OAWH: Older Adults and Walking for Health

Older adults should take part in at least 2.5 hours of moderate  to vigorous activity each week. A walking program is an  inexpensive, easy and convenient way to improve overall  well-being and to enhance quality of life.  

What are the Benefits of Walking?

Increasing physical activity through walking can help with:

  • decreasing blood glucose levels  
  • decreasing systolic blood pressure
  • reducing the risk of coronary heart disease
  • reducing high cholesterol
  • reducing body fat
  • bone density
  • flexibility
  • osteoarthritis

What is a pedometer?

  • a device that tracks number of steps taken
  • some pedometers simply measure steps
  • some pedometers track distance walked and calories burned

What Does a Pedometer Do?  

  • provides immediate feedback on number of steps taken • measures current activity level
  • assists in tracking and setting goals over time to help  increase physical activity

What are the Limitations of a Pedometer?

  • does not measure intensity of physical activity
  • does not measure duration of physical activity

Using a Pedometer

  • test pedometer: clip on belt, walk twenty steps, stop and  check pedometer for accuracy
  • wear pedometer for one week  
  • track and record step count at end of each day
  • after seven days add daily steps and divide total number  of steps from that week by seven  
  • this number is the baseline number of steps needed for  walking program

Recommendations for Daily Step Goals1

The average sedentary North American accumulates approximately  3,500 – 5,000 steps each day.

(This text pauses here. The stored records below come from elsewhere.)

// Progress adapter - turns yt-dlp output lines into job updates
//
// yt-dlp is asked for a machine-readable progress template (see
// DOWNLOAD_PROGRESS_TEMPLATE). Human-readable `[download]` lines are still
// understood so older builds and unusual extractors keep reporting.

use std::path::PathBuf;

use regex::Regex;

use super::models::{Job, JobStatus, ProgressUpdate};
use super::registry::JobRegistry;
use super::traits::ProgressSink;
use super::utils::format_bytes;

/// `[progress] status|downloaded|total|estimate|percent`, missing fields print as NA
pub const DOWNLOAD_PROGRESS_TEMPLATE: &str = "download:[progress] %(progress.status)s|%(progress.downloaded_bytes)s|%(progress.total_bytes)s|%(progress.total_bytes_estimate)s|%(progress._percent_str)s";

/// `[processing] postprocessor|status`
pub const POSTPROCESS_PROGRESS_TEMPLATE: &str =
    "postprocess:[processing] %(progress.postprocessor)s|%(progress.status)s";

/// Printed once the final file is in place
pub const OUTPUT_FILE_TEMPLATE: &str = "after_move:[file] %(filepath)s";

const FILE_MARKER: &str = "[file] ";

/// What a single line of tool output means to us
#[derive(Debug, Clone, PartialEq)]
pub enum ToolLine {
    Progress(ProgressUpdate),
    OutputFile(PathBuf),
}

lazy_static::lazy_static! {
    static ref ANSI_RE: Regex = Regex::new(r"\x1b\[[0-9;]*m").unwrap();
    static ref TEMPLATE_RE: Regex = Regex::new(
        r"^\[progress\]\s*([^|]*)\|([^|]*)\|([^|]*)\|([^|]*)\|(.*)$"
    ).unwrap();
    static ref POSTPROCESS_RE: Regex = Regex::new(r"^\[processing\]\s*([^|]*)\|(.*)$").unwrap();
    // [download]  12.5% of ~ 310.04MiB at  374.36KiB/s ETA 11:59 (frag 56/454)
    static ref HUMAN_RE: Regex = Regex::new(
        r"\[download\]\s+(\S+)%\s+of\s+~?\s*(\d+\.?\d*\s*[KMGT]?i?B)"
    ).unwrap();
    static ref DEST_RE: Regex = Regex::new(r"\[download\]\s+Destination:\s+(.+)").unwrap();
    static ref PROCESSING_RE: Regex = Regex::new(
        r"^\[(Merger|ExtractAudio|VideoConvertor|VideoRemuxer|FixupM3u8|FixupM4a)\]"
    ).unwrap();
    static ref ALREADY_RE: Regex = Regex::new(r"has already been downloaded").unwrap();
}

/// Percent strings like " 42.5%", "\x1b[0;94m 42.5%\x1b[0m" or "Unknown %".
/// Anything that is not a number counts as 0.
pub fn parse_percent(raw: &str) -> f32 {
    let cleaned = ANSI_RE.replace_all(raw, "");
    cleaned
        .trim()
        .trim_end_matches('%')
        .trim()
        .parse::<f32>()
        .ok()
        .filter(|p| p.is_finite())
        .map(|p| p.clamp(0.0, 100.0))
        .unwrap_or(0.0)
}

/// Percent from whatever the tool managed to report: the percent string
/// first, then downloaded/total, then downloaded/estimate, else 0.
pub fn resolve_percent(
    percent: Option<&str>,
    downloaded: Option<u64>,
    total: Option<u64>,
    estimate: Option<u64>,
) -> f32 {
    let from_string = percent.map(parse_percent).filter(|p| *p > 0.0);
    if let Some(p) = from_string {
        return p;
    }

    match (downloaded, total.or(estimate)) {
        (Some(done), Some(all)) if all > 0 => ((done as f64 / all as f64) * 100.0).clamp(0.0, 100.0) as f32,
        _ => 0.0,
    }
}

/// Numeric template fields: "NA", "None" and garbage become None
fn parse_bytes_field(raw: &str) -> Option<u64> {
    raw.trim()
        .parse::<f64>()
        .ok()
        .filter(|b| b.is_finite() && *b >= 0.0)
        .map(|b| b as u64)
}

/// "310.04MiB" -> bytes
fn parse_human_size(raw: &str) -> Option<u64> {
    let raw = raw.trim();
    let split = raw.find(|c: char| c.is_ascii_alphabetic())?;
    let (number, unit) = raw.split_at(split);
    let value: f64 = number.trim().parse().ok()?;
    let multiplier = match unit.trim() {
        "B" => 1.0,
        "KiB" => 1024.0,
        "MiB" => 1024.0 * 1024.0,
        "GiB" => 1024.0 * 1024.0 * 1024.0,
        "TiB" => 1024.0 * 1024.0 * 1024.0 * 1024.0,
        "KB" => 1e3,
        "MB" => 1e6,
        "GB" => 1e9,
        "TB" => 1e12,
        _ => return None,
    };
    Some((value * multiplier) as u64)
}

/// Parse one line of yt-dlp output
pub fn parse_tool_line(line: &str) -> Option<ToolLine> {
    let line = ANSI_RE.replace_all(line.trim_end(), "");
    let line = line.trim_start();

    if let Some(path) = line.strip_prefix(FILE_MARKER) {
        let path = path.trim();
        if path.is_empty() || path == "NA" {
            return None;
        }
        return Some(ToolLine::OutputFile(PathBuf::from(path)));
    }

    if let Some(caps) = TEMPLATE_RE.captures(line) {
        let status = caps.get(1).map_or("", |m| m.as_str().trim());
        if status == "finished" {
            return Some(ToolLine::Progress(ProgressUpdate::Processing {
                message: "Processing and merging files...".to_string(),
            }));
        }
        if status == "error" {
            return None;
        }

        let downloaded = caps.get(2).and_then(|m| parse_bytes_field(m.as_str()));
        let total = caps.get(3).and_then(|m| parse_bytes_field(m.as_str()));
        let estimate = caps.get(4).and_then(|m| parse_bytes_field(m.as_str()));
        let percent = resolve_percent(caps.get(5).map(|m| m.as_str()), downloaded, total, estimate);

        return Some(ToolLine::Progress(ProgressUpdate::Downloading {
            percent,
            downloaded_bytes: downloaded,
            total_bytes: total.or(estimate),
        }));
    }

    if let Some(caps) = POSTPROCESS_RE.captures(line) {
        let name = caps.get(1).map_or("", |m| m.as_str().trim());
        let message = if name.is_empty() || name == "NA" {
            "Processing...".to_string()
        } else {
            format!("Processing: {}", name)
        };
        return Some(ToolLine::Progress(ProgressUpdate::Processing { message }));
    }

    if let Some(caps) = HUMAN_RE.captures(line) {
        let percent = parse_percent(caps.get(1).map_or("", |m| m.as_str()));
        let total = caps.get(2).and_then(|m| parse_human_size(m.as_str()));
        let downloaded = total.map(|t| (t as f64 * percent as f64 / 100.0) as u64);
        return Some(ToolLine::Progress(ProgressUpdate::Downloading {
            percent,
            downloaded_bytes: downloaded,
            total_bytes: total,
        }));
    }

    if DEST_RE.is_match(line) {
        return Some(ToolLine::Progress(ProgressUpdate::Downloading {
            percent: 0.0,
            downloaded_bytes: None,
            total_bytes: None,
        }));
    }

    if let Some(caps) = PROCESSING_RE.captures(line) {
        let stage = caps.get(1).map_or("", |m| m.as_str());
        return Some(ToolLine::Progress(ProgressUpdate::Processing {
            message: format!("Processing: {}", stage),
        }));
    }

    if ALREADY_RE.is_match(line) {
        return Some(ToolLine::Progress(ProgressUpdate::Downloading {
            percent: 100.0,
            downloaded_bytes: None,
            total_bytes: None,
        }));
    }

    None
}

/// Apply a progress update to a job record. Terminal jobs are left alone.
/// Postprocessing only starts once every stream is downloaded, so it counts as 100%.
pub fn apply_update(job: &mut Job, update: ProgressUpdate) {
    if job.status.is_terminal() {
        return;
    }

    match update {
        ProgressUpdate::Downloading {
            percent,
            downloaded_bytes,
            total_bytes,
        } => {
            job.status = JobStatus::Downloading;
            job.progress = percent;
            job.downloaded_bytes = downloaded_bytes.or(job.downloaded_bytes);
            job.total_bytes = total_bytes.or(job.total_bytes);
            job.message = format!(
                "Downloading: {:.1}% ({} of {})",
                percent,
                format_bytes(job.downloaded_bytes),
                format_bytes(job.total_bytes)
            );
        }
        ProgressUpdate::Processing { message } => {
            job.status = JobStatus::Processing;
            job.progress = 100.0;
            job.message = message;
        }
    }
}

/// Sink that writes straight into the registry entry of one job
pub struct JobProgress {
    registry: JobRegistry,
    job_id: String,
}

impl JobProgress {
    pub fn new(registry: JobRegistry, job_id: String) -> Self {
        Self { registry, job_id }
    }
}

impl ProgressSink for JobProgress {
    fn report(&self, update: ProgressUpdate) {
        self.registry.update(&self.job_id, |job| apply_update(job, update));
    }
}

#[cfg(test)]
mod tests {
    use super::*;
    use crate::downloader::models::DownloadMode;

    #[test]
    fn test_parse_percent_tolerates_garbage() {
        assert_eq!(parse_percent(" 42.5%"), 42.5);
        assert_eq!(parse_percent("\x1b[0;94m 12.0%\x1b[0m"), 12.0);
        assert_eq!(parse_percent("Unknown %"), 0.0);
        assert_eq!(parse_percent("NA"), 0.0);
        assert_eq!(parse_percent(""), 0.0);
        assert_eq!(parse_percent("250%"), 100.0);
    }

    #[test]
    fn test_resolve_percent_falls_back_to_bytes() {
        assert_eq!(resolve_percent(Some("NA"), Some(50), Some(200), None), 25.0);
        assert_eq!(resolve_percent(Some("NA"), Some(50), None, Some(100)), 50.0);
        assert_eq!(resolve_percent(None, Some(50), None, None), 0.0);
        assert_eq!(resolve_percent(None, Some(50), Some(0), None), 0.0);
        assert_eq!(resolve_percent(Some("10.0%"), Some(50), Some(100), None), 10.0);
    }

    #[test]
    fn test_template_line() {
        let line = "[progress] downloading|1048576|4194304|NA| 25.0%";
        assert_eq!(
            parse_tool_line(line),
            Some(ToolLine::Progress(ProgressUpdate::Downloading {
                percent: 25.0,
                downloaded_bytes: Some(1_048_576),
                total_bytes: Some(4_194_304),
            }))
        );
    }

    #[test]
    fn test_template_line_with_only_estimate() {
        let line = "[progress] downloading|500|NA|1000.0|NA";
        assert_eq!(
            parse_tool_line(line),
            Some(ToolLine::Progress(ProgressUpdate::Downloading {
                percent: 50.0,
                downloaded_bytes: Some(500),
                total_bytes: Some(1000),
            }))
        );
    }

    #[test]
    fn test_template_finished_means_processing() {
        let line = "[progress] finished|4194304|4194304|NA|100.0%";
        assert!(matches!(
            parse_tool_line(line),
            Some(ToolLine::Progress(ProgressUpdate::Processing { .. }))
        ));
    }

    #[test]
    fn test_human_line() {
        let line = "[download]  12.5% of ~ 310.04MiB at  374.36KiB/s ETA 11:59 (frag 56/454)";
        match parse_tool_line(line) {
            Some(ToolLine::Progress(ProgressUpdate::Downloading {
                percent,
                total_bytes,
                ..
            })) => {
                assert_eq!(percent, 12.5);
                assert_eq!(total_bytes, Some((310.04 * 1024.0 * 1024.0) as u64));
            }
            other => panic!("unexpected: {:?}", other),
        }
    }

    #[test]
    fn test_output_file_and_processing_lines() {
        assert_eq!(
            parse_tool_line("[file] /tmp/downloads/abc_Song.mp3"),
            Some(ToolLine::OutputFile(PathBuf::from("/tmp/downloads/abc_Song.mp3")))
        );
        assert_eq!(parse_tool_line("[file] NA"), None);
        assert!(matches!(
            parse_tool_line("[Merger] Merging formats into \"x.mp4\""),
            Some(ToolLine::Progress(ProgressUpdate::Processing { .. }))
        ));
        assert!(matches!(
            parse_tool_line("[processing] FFmpegExtractAudio|started"),
            Some(ToolLine::Progress(ProgressUpdate::Processing { .. }))
        ));
        assert_eq!(parse_tool_line("[youtube] abc: Downloading webpage"), None);
    }

    #[test]
    fn test_apply_update_sets_status_and_message() {
        let mut job = Job::new("j".to_string(), "u".to_string(), DownloadMode::VideoAudio);
        apply_update(
            &mut job,
            ProgressUpdate::Downloading {
                percent: 42.0,
                downloaded_bytes: Some(1_048_576),
                total_bytes: None,
            },
        );
        assert_eq!(job.status, JobStatus::Downloading);
        assert_eq!(job.progress, 42.0);
        assert_eq!(job.message, "Downloading: 42.0% (1.00 MB of ? MB)");

        apply_update(
            &mut job,
            ProgressUpdate::Processing {
                message: "Processing: Merger".to_string(),
            },
        );
        assert_eq!(job.status, JobStatus::Processing);
        assert_eq!(job.progress, 100.0);
    }

    #[test]
    fn test_apply_update_ignores_terminal_jobs() {
        let mut job = Job::new("j".to_string(), "u".to_string(), DownloadMode::VideoAudio);
        job.status = JobStatus::Completed;
        job.progress = 100.0;
        apply_update(
            &mut job,
            ProgressUpdate::Downloading {
                percent: 3.0,
                downloaded_bytes: None,
                total_bytes: None,
            },
        );
        assert_eq!(job.status, JobStatus::Completed);
        assert_eq!(job.progress, 100.0);
    }

    #[test]
    fn test_job_progress_sink_updates_registry() {
        let registry = JobRegistry::new();
        registry
            .create("j1".to_string(), "u".to_string(), DownloadMode::AudioOnly)
            .unwrap();
        let sink = JobProgress::new(registry.clone(), "j1".to_string());
        sink.report(ProgressUpdate::Downloading {
            percent: 7.5,
            downloaded_bytes: None,
            total_bytes: None,
        });
        let job = registry.get("j1").unwrap();
        assert_eq!(job.status, JobStatus::Downloading);
        assert_eq!(job.progress, 7.5);
    }
}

Research suggests that, in general,  the average North American should increase their daily walking  activity to approximately 7,000 – 10,000 per day. The guide below  will help determine an individual’s current activity level based on  their daily walking activity.

If total daily steps are:

  • under 5,000 per day - categorized as having a sedentary lifestyle
  • between 5,000 & 7,499 per day - categorized as “low active”
  • between 7,500 & 9,999 - categorized as “somewhat active” • 12,500 or more - categorized as “highly active”

1 Government of Ontario, Active 2010 (2005). Using Your Pedometer.

Starting a Walking Program

Prior to beginning a walking program an assessment of physical  readiness from a regulated health professional is strongly  recommended. A health professional can recommend a walking  program tailored according to the limitations imposed by chronic  disease or disability.

Km goal: start at Week 1 with about 2 km and work up to about  8 km by Week 10

Steps per day using pedometer: establish baseline.  Increase number of steps by 500 each week until goal reached.